In reviewing these conclusions, I shall not seek to answer whether in fact these are the right conclusions to draw about Korea’s experience. Instead, I shall address the more interesting question, at least from the policy perspective, of whether it makes sense for poorer Asian countries to pursue these policies today.
In answering this question, it is important to be quite clear about some of the key words which feature in this discourse: shocks, adjustment, structural adjustment, and export promotion or outward-oriented strategy. Much of the confusion, in my view, can be accounted for by the shifting meanings of these terms. It may be fruitful, therefore, to note briefly the mainstream usage of these terms.
By shocks the literature sometimes refers to any major disruption of economic activity owing to a sudden large change in social, political, or economic conditions. In the context of the present discourse, however, it is best to define the term more narrowly, as, for example, Hasan (1986) does, to refer to a large decline in the terms of trade or, at most, in the capacity to import.
A large increase is also sometimes referred to as a shock, but this is obviously a perverse use of the term, and is best avoided. Also, to subsume wars, famines, and the like under the rubric of shocks and speak of adjustment policies may be viewed as an attempt to seek a level of generality beyond the point of diminishing returns.
If this is accepted, then adjustment policies can also be defined, once again following Hasan (1986), for example, quite precisely as policies designed to reduce aggregate expenditures and/or to switch them toward activities which either save or earn foreign exchange. (The adjective “structural,” I would suggest, should be used to refer to those adjustment policies that seek parametric changes in behavioral relationships, changes which alter the structure of economic relationships—shifts of the curve rather than movements along a curve, to employ the textbook phrase.)

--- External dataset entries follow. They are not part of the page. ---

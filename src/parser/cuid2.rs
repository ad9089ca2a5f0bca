//! CUID2 parser.

use super::IdParser;
use crate::error::IdError;
use crate::model::IdInfo;

const ALPHABET: &str = "abcdefghijklmnopqrstuvwxyz0123456789";

pub struct Cuid2Parser;

impl Cuid2Parser {
    /// CUID2 shape: 4-32 chars, lowercase base36, leading letter.
    fn is_cuid2_shaped(input: &str) -> bool {
        if input.len() < 4 || input.len() > 32 {
            return false;
        }
        let mut chars = input.chars();
        match chars.next() {
            Some(c) if c.is_ascii_lowercase() => {}
            _ => return false,
        }
        chars.all(|c| c.is_ascii_lowercase() || c.is_ascii_digit())
    }
}

impl IdParser for Cuid2Parser {
    fn name(&self) -> &'static str {
        "CUID"
    }

    fn can_parse(&self, input: &str) -> bool {
        Self::is_cuid2_shaped(input)
    }

    fn parse(&self, input: &str) -> Result<IdInfo, IdError> {
        if !Self::is_cuid2_shaped(input) {
            return Err(IdError::decode("invalid CUID format"));
        }

        // No binary layout exists; map each char to its base36 digit value.
        let bytes: Vec<u8> = input
            .bytes()
            .map(|b| if b.is_ascii_digit() { b - b'0' } else { b - b'a' + 10 })
            .collect();

        let entropy = (input.len() as f64 * 5.2) as u32;
        let info = IdInfo::new(
            "CUID v2 (Collision-resistant Unique Identifier)",
            input,
            input.len() * 6,
        )
        .with_raw_bytes(bytes)
        .with_entropy(entropy)
        .with_extra("version", "2")
        .with_extra("encoding", "Base36 (lowercase)")
        .with_extra("collision_resistant", "Yes")
        .with_extra("cryptographically_secure", "Yes")
        .with_extra("url_safe", "Yes")
        .with_extra("length", input.len().to_string())
        .with_extra("alphabet", ALPHABET)
        .with_extra("alphabet_size", "36")
        .with_extra("binary_approximation", "one base36 digit value per character");

        Ok(info)
    }

    fn generate(&self) -> Result<String, IdError> {
        Ok(cuid2::create_id())
    }
}
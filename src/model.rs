//! Decoded identifier record shared by every format parser.

use chrono::{DateTime, Utc};
use num_bigint::BigUint;
use serde::Serialize;
use std::collections::BTreeMap;

/// Everything a parser could extract from an identifier.
///
/// Created fresh per decode call and immutable after construction; parsers
/// fill in only the fields their format actually carries. Optional fields are
/// omitted from JSON output when absent.
#[derive(Debug, Clone, Serialize)]
pub struct IdInfo {
    /// Stable label of the matched format, e.g. "UUID (RFC-9562)".
    pub format_name: String,
    /// Sub-variant label, e.g. "4 (random)" for a UUIDv4.
    #[serde(skip_serializing_if = "Option::is_none")]
    pub version: Option<String>,
    /// Normalized textual form as this format would render the input.
    pub canonical_string: String,
    /// Decimal big-integer value of the raw bytes, for fixed-width formats.
    #[serde(skip_serializing_if = "Option::is_none")]
    pub integer_value: Option<String>,
    /// Total bit width of the decoded binary form.
    pub size_bits: usize,
    /// Estimated count of unpredictable bits (0 for deterministic formats).
    #[serde(skip_serializing_if = "Option::is_none")]
    pub entropy_bits: Option<u32>,
    /// Extracted point in time, if the format embeds one.
    #[serde(skip_serializing_if = "Option::is_none")]
    pub timestamp: Option<DateTime<Utc>>,
    /// Raw numeric rendering of the timestamp (seconds, three decimals).
    #[serde(skip_serializing_if = "Option::is_none")]
    pub timestamp_value: Option<String>,
    /// Monotonic counter/step value, if present.
    #[serde(skip_serializing_if = "Option::is_none")]
    pub sequence: Option<i64>,
    /// Generator identity fields (machine id, process id, shard id); 0-2 entries.
    #[serde(skip_serializing_if = "Vec::is_empty")]
    pub node_fields: Vec<String>,
    /// Lowercase hex of the raw bytes.
    pub hex_representation: String,
    /// Raw byte sequence. For string-native formats this is a best-effort
    /// byte-per-character approximation, documented in extra_attributes.
    #[serde(skip)]
    pub binary_bytes: Vec<u8>,
    /// Open mapping of format-specific named facts.
    pub extra_attributes: BTreeMap<String, String>,
}

impl IdInfo {
    pub fn new(format_name: impl Into<String>, canonical: impl Into<String>, size_bits: usize) -> Self {
        Self {
            format_name: format_name.into(),
            version: None,
            canonical_string: canonical.into(),
            integer_value: None,
            size_bits,
            entropy_bits: None,
            timestamp: None,
            timestamp_value: None,
            sequence: None,
            node_fields: Vec::new(),
            hex_representation: String::new(),
            binary_bytes: Vec::new(),
            extra_attributes: BTreeMap::new(),
        }
    }

    /// Store the raw bytes along with their hex and big-integer renderings.
    pub fn with_bytes(mut self, bytes: Vec<u8>) -> Self {
        self.hex_representation = hex_string(&bytes);
        self.integer_value = Some(BigUint::from_bytes_be(&bytes).to_str_radix(10));
        self.binary_bytes = bytes;
        self
    }

    /// Store raw bytes without deriving an integer value (string-native formats).
    pub fn with_raw_bytes(mut self, bytes: Vec<u8>) -> Self {
        self.hex_representation = hex_string(&bytes);
        self.binary_bytes = bytes;
        self
    }

    pub fn with_version(mut self, version: impl Into<String>) -> Self {
        self.version = Some(version.into());
        self
    }

    pub fn with_entropy(mut self, bits: u32) -> Self {
        self.entropy_bits = Some(bits);
        self
    }

    /// Record an extracted timestamp plus its "seconds.millis" rendering.
    pub fn with_timestamp(mut self, ts: DateTime<Utc>) -> Self {
        self.timestamp_value = Some(format!("{:.3}", ts.timestamp_millis() as f64 / 1000.0));
        self.timestamp = Some(ts);
        self
    }

    pub fn with_sequence(mut self, seq: i64) -> Self {
        self.sequence = Some(seq);
        self
    }

    pub fn with_node(mut self, node: impl Into<String>) -> Self {
        self.node_fields.push(node.into());
        self
    }

    pub fn with_extra(mut self, key: impl Into<String>, value: impl Into<String>) -> Self {
        self.extra_attributes.insert(key.into(), value.into());
        self
    }
}

/// Lowercase hex rendering of a byte slice.
pub fn hex_string(bytes: &[u8]) -> String {
    bytes.iter().map(|b| format!("{b:02x}")).collect()
}

#[cfg(test)]
mod tests {
    use super::*;

    #[test]
    fn bytes_derive_hex_and_integer() {
        let info = IdInfo::new("Test", "ff00", 16).with_bytes(vec![0xff, 0x00]);
        assert_eq!(info.hex_representation, "ff00");
        assert_eq!(info.integer_value.as_deref(), Some("65280"));
        assert_eq!(info.size_bits, 8 * info.binary_bytes.len());
    }

    #[test]
    fn optional_fields_are_omitted_from_json() {
        let info = IdInfo::new("Test", "x", 8);
        let json = serde_json::to_value(&info).unwrap();
        assert!(json.get("version").is_none());
        assert!(json.get("timestamp").is_none());
        assert!(json.get("node_fields").is_none());
        assert!(json.get("extra_attributes").is_some());
    }

    #[test]
    fn timestamp_value_uses_millisecond_precision() {
        let ts = chrono::DateTime::from_timestamp(1609459200, 500_000_000).unwrap();
        let info = IdInfo::new("Test", "x", 8).with_timestamp(ts);
        assert_eq!(info.timestamp_value.as_deref(), Some("1609459200.500"));
    }
}
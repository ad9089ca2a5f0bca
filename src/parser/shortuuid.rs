//! ShortUUID parser (base57-compressed UUID).

use uuid::Uuid;

use super::{baseconv, IdParser};
use crate::error::IdError;
use crate::model::IdInfo;

/// The 57-character alphabet: ambiguous 0, O, 1, I, l removed.
const BASE57: &[u8] = b"23456789ABCDEFGHJKLMNPQRSTUVWXYZabcdefghijkmnopqrstuvwxyz";

pub struct ShortUuidParser;

impl ShortUuidParser {
    fn decode(input: &str) -> Option<Uuid> {
        let bytes = baseconv::decode_fixed(input, BASE57, 16)?;
        let mut raw = [0u8; 16];
        raw.copy_from_slice(&bytes);
        Some(Uuid::from_bytes(raw))
    }
}

impl IdParser for ShortUuidParser {
    fn name(&self) -> &'static str {
        "ShortUUID"
    }

    fn can_parse(&self, input: &str) -> bool {
        input.len() == 22 && Self::decode(input).is_some()
    }

    fn parse(&self, input: &str) -> Result<IdInfo, IdError> {
        if input.len() != 22 {
            return Err(IdError::decode("invalid ShortUUID format"));
        }
        let uuid =
            Self::decode(input).ok_or_else(|| IdError::decode("invalid ShortUUID format"))?;

        let info = IdInfo::new("ShortUUID", input, 128)
            .with_bytes(uuid.as_bytes().to_vec())
            .with_entropy(122)
            .with_extra("alphabet", "Base57 (no ambiguous chars)")
            .with_extra("length", "22 characters")
            .with_extra("format", "Shortened UUID representation")
            .with_extra("reversible", "Yes (to UUID)")
            .with_extra("original_uuid", uuid.to_string())
            .with_extra("specification", "https://github.com/lithammer/shortuuid")
            .with_extra("url_safe", "Yes")
            .with_extra("case_sensitive", "Yes");

        Ok(info)
    }

    fn generate(&self) -> Result<String, IdError> {
        let uuid = Uuid::new_v4();
        Ok(baseconv::encode_fixed(uuid.as_bytes(), BASE57, 22))
    }
}

#[cfg(test)]
mod tests {
    use super::*;

    #[test]
    fn generate_round_trips_to_same_uuid() {
        let p = ShortUuidParser;
        let id = p.generate().unwrap();
        assert_eq!(id.len(), 22);
        assert!(p.can_parse(&id));
        let info = p.parse(&id).unwrap();
        assert_eq!(info.size_bits, 128);
        assert_eq!(info.binary_bytes.len(), 16);
        // Re-encoding the embedded UUID reproduces the input
        let uuid = Uuid::parse_str(&info.extra_attributes["original_uuid"]).unwrap();
        assert_eq!(baseconv::encode_fixed(uuid.as_bytes(), BASE57, 22), id);
    }

    #[test]
    fn rejects_ambiguous_characters() {
        let p = ShortUuidParser;
        assert!(!p.can_parse("0BCDEFGHJKLMNPQRSTUVWX")); // '0' not in alphabet
        assert!(!p.can_parse("lBCDEFGHJKLMNPQRSTUVWX")); // 'l' not in alphabet
    }

    #[test]
    fn rejects_wrong_length() {
        let p = ShortUuidParser;
        assert!(!p.can_parse("BCDEFGHJKLMNPQRSTUVWX"));
    }

    #[test]
    fn consecutive_generations_differ() {
        let p = ShortUuidParser;
        assert_ne!(p.generate().unwrap(), p.generate().unwrap());
    }
}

This is a much more restrictive view of adjustment policies than that presented in the paper. Although, to be fair to Mr. Nam, he is in good company in using the term adjustment policy interchangeably with development policy or even economic policy in general. But in doing so, Mr. Nam’s discussion of Korea’s adjustment efforts in the 1980s becomes somewhat diffused, and neither the magnitude of the shocks not the precise responses and their degree of success are clear.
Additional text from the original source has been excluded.